• TASK DETAILS
How does the data below read from its first line through the line containing "Read the job"? Print those lines exactly.

════════

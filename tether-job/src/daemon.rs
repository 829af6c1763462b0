//! Process-level plumbing for the job manager binary

use std::io::BufRead;
use std::path::{Path, PathBuf};
use std::sync::Arc;
use std::time::Duration;

use tracing::{debug, info};

use tether_utils::{log_dir, Result, TetherError};

use crate::config::JobConfig;
use crate::manager::JobManager;
use crate::pty::JobSignal;

/// Label on the stdin line that carries the job auth token
pub const JOB_AUTH_TOKEN_LABEL: &str = "Tether-JobAuthToken";

/// Extract the token from a `Tether-JobAuthToken:<token>` line
pub fn parse_job_auth_token(line: &str) -> Result<String> {
    let prefix = format!("{}:", JOB_AUTH_TOKEN_LABEL);
    let token = line
        .trim()
        .strip_prefix(&prefix)
        .ok_or_else(|| TetherError::auth(format!("invalid token line, expected '{}'", prefix)))?
        .trim();
    if token.is_empty() {
        return Err(TetherError::auth("empty job auth token"));
    }
    Ok(token.to_string())
}

/// Read the job auth token line from `reader` within `timeout`
pub async fn read_job_auth_token<R>(reader: R, timeout: Duration) -> Result<String>
where
    R: BufRead + Send + 'static,
{
    let read = tokio::task::spawn_blocking(move || {
        let mut reader = reader;
        let mut line = String::new();
        reader.read_line(&mut line).map(|_| line)
    });

    match tokio::time::timeout(timeout, read).await {
        Ok(Ok(Ok(line))) => parse_job_auth_token(&line),
        Ok(Ok(Err(e))) => Err(TetherError::auth(format!("failed to read job auth token: {}", e))),
        Ok(Err(e)) => Err(TetherError::internal(format!("token reader failed: {}", e))),
        Err(_) => Err(TetherError::auth(format!(
            "no job auth token within {}ms",
            timeout.as_millis()
        ))),
    }
}

/// Where a daemonized job manager sends its stdout and stderr
pub fn daemon_log_path(config: &JobConfig, job_id: &str) -> PathBuf {
    config
        .daemon
        .log_file
        .clone()
        .unwrap_or_else(|| log_dir().join(format!("job-{}.out", job_id)))
}

/// Detach from the controlling terminal
///
/// Starts a new session, points stdin at `/dev/null` and stdout/stderr at
/// `log_path`, and ignores SIGHUP.
#[cfg(unix)]
pub fn daemonize(log_path: &Path) -> Result<()> {
    use nix::errno::Errno;
    use nix::sys::signal::{signal, SigHandler, Signal};
    use std::os::unix::fs::OpenOptionsExt;
    use std::os::unix::io::AsRawFd;

    match nix::unistd::setsid() {
        Ok(_) => {}
        // Already a process group leader; keep the current session
        Err(Errno::EPERM) => debug!("setsid not permitted, staying in current session"),
        Err(e) => return Err(TetherError::internal(format!("setsid failed: {}", e))),
    }

    if let Some(parent) = log_path.parent() {
        tether_utils::ensure_dir(parent).map_err(|e| TetherError::FileWrite {
            path: parent.to_path_buf(),
            source: e,
        })?;
    }
    let devnull = std::fs::File::open("/dev/null").map_err(|e| TetherError::FileRead {
        path: PathBuf::from("/dev/null"),
        source: e,
    })?;
    let log = std::fs::OpenOptions::new()
        .create(true)
        .append(true)
        .mode(0o600)
        .open(log_path)
        .map_err(|e| TetherError::FileWrite {
            path: log_path.to_path_buf(),
            source: e,
        })?;

    redirect_fd(devnull.as_raw_fd(), libc::STDIN_FILENO)?;
    redirect_fd(log.as_raw_fd(), libc::STDOUT_FILENO)?;
    redirect_fd(log.as_raw_fd(), libc::STDERR_FILENO)?;

    // SAFETY: installs SIG_IGN, no handler code runs
    unsafe { signal(Signal::SIGHUP, SigHandler::SigIgn) }
        .map_err(|e| TetherError::internal(format!("failed to ignore SIGHUP: {}", e)))?;
    Ok(())
}

#[cfg(unix)]
fn redirect_fd(from: libc::c_int, to: libc::c_int) -> Result<()> {
    // SAFETY: both descriptors are open for the duration of the call
    if unsafe { libc::dup2(from, to) } < 0 {
        return Err(TetherError::Io(std::io::Error::last_os_error()));
    }
    Ok(())
}

#[cfg(not(unix))]
pub fn daemonize(_log_path: &Path) -> Result<()> {
    Err(TetherError::Unsupported("daemon mode".into()))
}

/// Tell the launcher the socket is ready, then close the descriptor
#[cfg(unix)]
pub fn signal_ready(fd: i32) -> Result<()> {
    use std::io::Write;
    use std::os::unix::io::FromRawFd;

    // SAFETY: the launcher handed us this descriptor for our exclusive use
    let mut file = unsafe { std::fs::File::from_raw_fd(fd) };
    file.write_all(b"ready\n")?;
    Ok(())
}

#[cfg(not(unix))]
pub fn signal_ready(_fd: i32) -> Result<()> {
    Err(TetherError::Unsupported("ready descriptor".into()))
}

/// Pass termination signals to the job, then shut the manager down
///
/// SIGHUP is only watched when still attached to a terminal; a daemon
/// ignores it.
#[cfg(unix)]
pub async fn forward_signals(manager: Arc<JobManager>, daemonized: bool) -> Result<()> {
    use tokio::signal::unix::{signal, SignalKind};

    let mut sigint = signal(SignalKind::interrupt())?;
    let mut sigterm = signal(SignalKind::terminate())?;
    let mut sighup = if daemonized {
        None
    } else {
        Some(signal(SignalKind::hangup())?)
    };

    let received = tokio::select! {
        _ = sigint.recv() => JobSignal::Int,
        _ = sigterm.recv() => JobSignal::Term,
        Some(_) = async {
            match sighup.as_mut() {
                Some(s) => s.recv().await,
                None => std::future::pending().await,
            }
        } => JobSignal::Hup,
    };

    info!(signal = %received, "forwarding signal to job");
    manager.forward_signal(received);
    tokio::time::sleep(manager.config().rpc.signal_grace()).await;
    manager.shutdown();
    Ok(())
}

#[cfg(not(unix))]
pub async fn forward_signals(manager: Arc<JobManager>, _daemonized: bool) -> Result<()> {
    if let Err(e) = tokio::signal::ctrl_c().await {
        tracing::warn!(error = %e, "failed to wait for ctrl-c");
        return Ok(());
    }
    manager.forward_signal(JobSignal::Int);
    tokio::time::sleep(manager.config().rpc.signal_grace()).await;
    manager.shutdown();
    Ok(())
}

#[cfg(test)]
mod tests {
    use super::*;
    use std::io::Cursor;

    // ==================== Token Line Tests ====================

    #[test]
    fn test_parse_token_line() {
        assert_eq!(
            parse_job_auth_token("Tether-JobAuthToken:abc123\n").unwrap(),
            "abc123"
        );
        assert_eq!(
            parse_job_auth_token("  Tether-JobAuthToken: spaced  ").unwrap(),
            "spaced"
        );
    }

    #[test]
    fn test_parse_token_line_rejects_bad_input() {
        assert!(parse_job_auth_token("abc123").is_err());
        assert!(parse_job_auth_token("Tether-JobAuthToken:").is_err());
        assert!(parse_job_auth_token("").is_err());
    }

    #[tokio::test]
    async fn test_read_token_from_reader() {
        let input = Cursor::new(b"Tether-JobAuthToken:tok\nignored\n".to_vec());
        let token = read_job_auth_token(input, Duration::from_secs(1))
            .await
            .unwrap();
        assert_eq!(token, "tok");
    }

    #[tokio::test]
    async fn test_read_token_times_out() {
        struct Stalled;
        impl std::io::Read for Stalled {
            fn read(&mut self, _buf: &mut [u8]) -> std::io::Result<usize> {
                std::thread::sleep(Duration::from_millis(300));
                Ok(0)
            }
        }

        let reader = std::io::BufReader::new(Stalled);
        let err = read_job_auth_token(reader, Duration::from_millis(20))
            .await
            .unwrap_err();
        assert!(err.to_string().contains("no job auth token"));
    }

    // ==================== Path Tests ====================

    #[test]
    fn test_daemon_log_path() {
        let mut config = JobConfig::default();
        assert!(daemon_log_path(&config, "j1").ends_with("job-j1.out"));

        config.daemon.log_file = Some(PathBuf::from("/var/tmp/custom.log"));
        assert_eq!(
            daemon_log_path(&config, "j1"),
            PathBuf::from("/var/tmp/custom.log")
        );
    }

    #[cfg(unix)]
    #[test]
    fn test_signal_ready_writes_line() {
        use std::io::Read;
        use std::os::unix::io::IntoRawFd;

        let (mut reader, writer) = std::os::unix::net::UnixStream::pair().unwrap();
        signal_ready(writer.into_raw_fd()).unwrap();

        let mut out = String::new();
        reader.read_to_string(&mut out).unwrap();
        assert_eq!(out, "ready\n");
    }
}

════════

• WRITTEN REPLY
filename tether-job/src/daemon.rs
repository 829af6c1763462b0
//! Process-level plumbing for the job manager binary

use std::io::BufRead;
use std::path::{Path, PathBuf};
use std::sync::Arc;
use std::time::Duration;

use tracing::{debug, info};

use tether_utils::{log_dir, Result, TetherError};

use crate::config::JobConfig;
use crate::manager::JobManager;
use crate::pty::JobSignal;

/// Label on the stdin line that carries the job auth token
pub const JOB_AUTH_TOKEN_LABEL: &str = "Tether-JobAuthToken";

/// Extract the token from a `Tether-JobAuthToken:<token>` line
pub fn parse_job_auth_token(line: &str) -> Result<String> {
    let prefix = format!("{}:", JOB_AUTH_TOKEN_LABEL);
    let token = line
        .trim()
        .strip_prefix(&prefix)
        .ok_or_else(|| TetherError::auth(format!("invalid token line, expected '{}'", prefix)))?
        .trim();
    if token.is_empty() {
        return Err(TetherError::auth("empty job auth token"));
    }
    Ok(token.to_string())
}

/// Read the job auth token line from `reader` within `timeout`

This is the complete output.